The music itself is great. The Loris album The Cat from Cat Hill, that was released late last year on Another Timbre is a favourite of mine, a CD that balances luxurious beauty with carefully balanced restraint very nicely indeed. Having subsequently seen the group play live a couple of times since they have built on this approach, creating very slow, simply formed music that layers textures and soft tones over each other, allowing sounds to stretch out gradually and gently. In many ways the music here follows this same pattern, but there is one additional new feature here. Throughout the recording sounds (coming from all three musicians) arrive, rise to the top of the music, dominating proceedings for a few moments but then disappearing, stopping when we don’t expect them to, exiting the music before they seem to have fully blended into the weave. Around the nineteen minute mark a series of dirty crunching noises (from Jones I suspect) rupture the delicate structure of the music, pushing things out of the comfort zone, leaving a single sinetone (from Hughes?) hanging precariously on its own.

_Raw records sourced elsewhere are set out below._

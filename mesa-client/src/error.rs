//! Client error types

use shared::error::ApiError;
use shared::models::OrderStatus;
use thiserror::Error;

use crate::realtime::EventError;
use crate::session::SessionError;

/// Client error type
#[derive(Debug, Error)]
pub enum ClientError {
    /// HTTP transport failed before a response arrived
    #[error("HTTP error: {0}")]
    Http(#[from] reqwest::Error),

    /// Server rejected the request with a structured error body
    #[error("API error: {0}")]
    Api(ApiError),

    /// Response body did not match the expected shape
    #[error("Invalid response: {0}")]
    InvalidResponse(String),

    /// Authentication required
    #[error("Authentication required")]
    Unauthorized,

    /// Permission denied
    #[error("Permission denied: {0}")]
    Forbidden(String),

    /// Resource not found
    #[error("Not found: {0}")]
    NotFound(String),

    /// Claim race or state conflict; the server state already moved on
    #[error("Conflict: {0}")]
    Conflict(String),

    /// Validation error
    #[error("Validation error: {0}")]
    Validation(String),

    /// Rejected locally: the requested status change skips the lifecycle order
    #[error("Invalid transition: {from} -> {to}")]
    InvalidTransition {
        from: OrderStatus,
        to: OrderStatus,
    },

    /// Push event stream failure
    #[error("Event stream error: {0}")]
    Event(#[from] EventError),

    /// Session persistence failure
    #[error("Session error: {0}")]
    Session(#[from] SessionError),

    /// Internal error
    #[error("Internal error: {0}")]
    Internal(String),

    /// Serialization error
    #[error("Serialization error: {0}")]
    Serialization(#[from] serde_json::Error),
}

/// Result type for client operations
pub type ClientResult<T> = Result<T, ClientError>;

impl ClientError {
    /// True for failures where another actor won a race (claim taken,
    /// record advanced or deleted). Callers treat these as corrections,
    /// not faults: the next authoritative record resolves the view.
    pub fn is_conflict(&self) -> bool {
        match self {
            ClientError::Conflict(_) | ClientError::NotFound(_) => true,
            ClientError::InvalidTransition { .. } => true,
            ClientError::Api(err) => err.is_conflict(),
            _ => false,
        }
    }
}

#[cfg(test)]
mod tests {
    use super::*;
    use shared::error::ErrorCode;

    #[test]
    fn conflicts_are_detected_across_variants() {
        assert!(ClientError::Conflict("order already claimed".into()).is_conflict());
        assert!(ClientError::NotFound("order".into()).is_conflict());
        assert!(
            ClientError::Api(ApiError::new(ErrorCode::OrderAlreadyClaimed)).is_conflict()
        );
        assert!(!ClientError::Unauthorized.is_conflict());
        assert!(!ClientError::Validation("missing email".into()).is_conflict());
    }

    #[test]
    fn invalid_transition_names_both_states() {
        let err = ClientError::InvalidTransition {
            from: OrderStatus::Ready,
            to: OrderStatus::Pending,
        };
        assert_eq!(err.to_string(), "Invalid transition: ready -> pending");
    }
}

These moments keep reoccurring that don’t seem to fit the original plan for the music. If not the ugliness of these loud interruptions then we get sudden tones, passages of dense materials or the like that sit on top of everything for ten seconds or so before cutting away in a manner that seems to defy the natural order of the music. Don’t get me wrong, everything remains very fragile, delicate, carefully placed, but this new element of surprise, of uncertainty in the music adds something extra. Still everything here is just gorgeous. As well as recommending that you burn the music to a CD and play it through a warm amp and decent speakers there is also much to be gained from headphone listening. Hearing the music through a good set of cans seems to aid the separation of the sounds, stopping the music from feeling like one mass, allowing the listener to hear the interactions between the trio better, and separate the room sounds easily, so giving a better sense of the live occasion.
Anyway its free, and available here, so you don’t have to listen to my endless drivel and try the music for yourself. Interested to hear what others think of it, but for me its a very mature, thoughtful piece of music performed by three musicians that work together exceptionally well.